From the DNA analysis in skeletons of the Viking era (8th-12th century), it was found, completely by chance, that the two men were second-degree relatives. “This is a big discovery because now you can trace movements across space and time through a family,” explained archaeologist Jeanette Varberg.

The man’s skeleton found in England was loaned by the Oxfordshire Museum to the National Museum of Denmark for a period of three years.

Historians agree that the ancestors of present-day Danes invaded Scotland and England. The man found in Oxford was about 20 years old when he was killed. He was probably wounded during a raid, but another theory is that he may have been killed when King Ethelred II of England ordered the extermination of all Danes in his country in 1002.
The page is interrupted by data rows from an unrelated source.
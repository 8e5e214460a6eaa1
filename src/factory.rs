// Registry and factory for model-specific splitter configurations.
// Splitters are handed out fresh per request; only configs are shared.

use std::{
    collections::HashMap,
    sync::{Arc, RwLock},
};

use tracing::{debug, warn};

use crate::{config::SplitterConfig, splitter::TagSplitter};

/// Registry of named splitter configurations with model pattern mappings.
#[derive(Clone)]
pub struct SplitterRegistry {
    /// Named configurations.
    configs: Arc<RwLock<HashMap<String, SplitterConfig>>>,
    /// Model pattern to config name mappings (pattern, config_name).
    patterns: Arc<RwLock<Vec<(String, String)>>>,
}

impl SplitterRegistry {
    /// Create a new empty registry.
    pub fn new() -> Self {
        Self {
            configs: Arc::new(RwLock::new(HashMap::new())),
            patterns: Arc::new(RwLock::new(Vec::new())),
        }
    }

    /// Register a configuration under a name.
    pub fn register_config(&self, name: &str, config: SplitterConfig) {
        let mut configs = self.configs.write().unwrap();
        configs.insert(name.to_string(), config);
    }

    /// Register a model pattern to config mapping.
    /// Patterns are checked in order, first match wins.
    pub fn register_pattern(&self, pattern: &str, config_name: &str) {
        let mut patterns = self.patterns.write().unwrap();
        patterns.push((pattern.to_string(), config_name.to_string()));
    }

    /// Check if a configuration with the given name is registered.
    pub fn has_config(&self, name: &str) -> bool {
        let configs = self.configs.read().unwrap();
        configs.contains_key(name)
    }

    /// Look up a configuration by exact name.
    pub fn config(&self, name: &str) -> Option<SplitterConfig> {
        let configs = self.configs.read().unwrap();
        configs.get(name).cloned()
    }

    /// Find the configuration for a model id by pattern matching.
    /// Matching is case-insensitive on the model id.
    pub fn config_for_model(&self, model_id: &str) -> Option<SplitterConfig> {
        let patterns = self.patterns.read().unwrap();
        let model_lower = model_id.to_lowercase();

        for (pattern, config_name) in patterns.iter() {
            if model_lower.contains(&pattern.to_lowercase()) {
                return self.config(config_name);
            }
        }
        None
    }

    /// Create a fresh splitter by exact config name.
    pub fn create(&self, name: &str) -> Option<TagSplitter> {
        self.config(name).map(TagSplitter::new)
    }

    /// Create a fresh splitter for a model id by pattern matching.
    pub fn create_for_model(&self, model_id: &str) -> Option<TagSplitter> {
        self.config_for_model(model_id).map(TagSplitter::new)
    }
}

impl Default for SplitterRegistry {
    fn default() -> Self {
        Self::new()
    }
}

/// Factory for creating splitters based on model id.
#[derive(Clone)]
pub struct SplitterFactory {
    registry: SplitterRegistry,
}

impl SplitterFactory {
    /// Create a new factory with the stock configurations registered.
    pub fn new() -> Self {
        let registry = SplitterRegistry::new();

        // XML think tags, the common case (Qwen3, GLM, R1 distills).
        registry.register_config("think", SplitterConfig::for_tag("think"));

        // Models that open a completion already inside reasoning, with no
        // opening marker.
        registry.register_config(
            "think_resumed",
            SplitterConfig::for_tag("think").with_start_in_reasoning(true),
        );

        // Kimi uses Unicode markers instead of XML tags.
        registry.register_config("kimi", SplitterConfig::new("◁think▷", "◁/think▷"));

        registry.register_config("passthrough", SplitterConfig::passthrough());

        registry.register_pattern("deepseek-r1", "think_resumed");
        registry.register_pattern("qwen3-thinking", "think_resumed");
        registry.register_pattern("qwen-thinking", "think_resumed");
        registry.register_pattern("qwen3", "think");
        registry.register_pattern("qwen", "think");
        registry.register_pattern("glm", "think");
        registry.register_pattern("kimi", "kimi");
        registry.register_pattern("step3", "think_resumed");

        Self { registry }
    }

    /// Create a fresh splitter for the given model id.
    /// Unrecognized models fall back to a passthrough splitter.
    pub fn create(&self, model_id: &str) -> TagSplitter {
        if let Some(splitter) = self.registry.create_for_model(model_id) {
            return splitter;
        }
        debug!(
            "No splitter configuration matched model '{}', using passthrough",
            model_id
        );
        TagSplitter::new(SplitterConfig::passthrough())
    }

    /// Resolve a splitter from an explicitly configured name, falling back
    /// to model detection when the name is unknown.
    pub fn select(&self, configured: Option<&str>, model_id: &str) -> TagSplitter {
        if let Some(name) = configured {
            if let Some(splitter) = self.registry.create(name) {
                return splitter;
            }
            warn!(
                "Configured splitter '{}' not found, falling back to model-based selection",
                name
            );
        }
        self.create(model_id)
    }

    /// Get the internal registry for custom registration.
    pub fn registry(&self) -> &SplitterRegistry {
        &self.registry
    }
}

impl Default for SplitterFactory {
    fn default() -> Self {
        Self::new()
    }
}

#[cfg(test)]
mod tests {
    use super::*;

    #[test]
    fn test_factory_detects_deepseek_r1() {
        let factory = SplitterFactory::new();
        let splitter = factory.create("deepseek-r1-distill-qwen-7b");
        assert!(splitter.config().start_in_reasoning);
        assert_eq!(splitter.config().open_marker, "<think>");
    }

    #[test]
    fn test_factory_detects_qwen3() {
        let factory = SplitterFactory::new();
        let splitter = factory.create("qwen3-7b");
        assert!(!splitter.config().start_in_reasoning);
        assert_eq!(splitter.config().open_marker, "<think>");
    }

    #[test]
    fn test_factory_detects_kimi() {
        let factory = SplitterFactory::new();
        let splitter = factory.create("kimi-chat");
        assert_eq!(splitter.config().open_marker, "◁think▷");
        assert_eq!(splitter.config().close_marker, "◁/think▷");
    }

    #[test]
    fn test_factory_fallback_to_passthrough() {
        let factory = SplitterFactory::new();
        let splitter = factory.create("unknown-model");
        assert!(splitter.config().is_passthrough());
    }

    #[test]
    fn test_pattern_matching_is_case_insensitive() {
        let factory = SplitterFactory::new();
        assert!(factory.create("DeepSeek-R1").config().start_in_reasoning);
        assert!(!factory.create("QWEN3").config().is_passthrough());
    }

    #[test]
    fn test_pattern_order_prefers_specific_families() {
        // "qwen3-thinking" must match before the broader "qwen3"/"qwen".
        let factory = SplitterFactory::new();
        assert!(factory.create("qwen3-thinking-32b").config().start_in_reasoning);
        assert!(!factory.create("qwen3-32b").config().start_in_reasoning);
    }

    #[test]
    fn test_select_prefers_configured_name() {
        let factory = SplitterFactory::new();
        let splitter = factory.select(Some("kimi"), "qwen3-7b");
        assert_eq!(splitter.config().open_marker, "◁think▷");
    }

    #[test]
    fn test_select_falls_back_on_unknown_name() {
        let factory = SplitterFactory::new();
        let splitter = factory.select(Some("nonexistent"), "qwen3-7b");
        assert_eq!(splitter.config().open_marker, "<think>");
    }

    #[test]
    fn test_custom_registration() {
        let factory = SplitterFactory::new();
        assert!(!factory.registry().has_config("reason"));

        factory
            .registry()
            .register_config("reason", SplitterConfig::for_tag("reason"));
        factory.registry().register_pattern("my-model", "reason");

        assert!(factory.registry().has_config("reason"));
        let splitter = factory.create("my-model-v2");
        assert_eq!(splitter.config().open_marker, "<reason>");
    }

    #[test]
    fn test_fresh_instance_per_create() {
        let factory = SplitterFactory::new();
        let mut first = factory.create("qwen3");
        first.feed("<think>held");
        assert!(first.is_in_reasoning());

        // A second splitter for the same model starts clean.
        let second = factory.create("qwen3");
        assert!(!second.is_in_reasoning());
    }
}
According to Varberg, it is very rare for scientists to discover genetic relationships by examining the DNA of ancient skeletons, especially when they are not members of royal families.

There is no doubt the two men are related , however it is not possible to determine exactly what their relationship was. “It’s very difficult to tell if they lived in the same age or they differ maybe by a generation, because you have no material in the grave that can give a precise dating. So you have a margin of 50 years plus or minus”, the archaeologist said.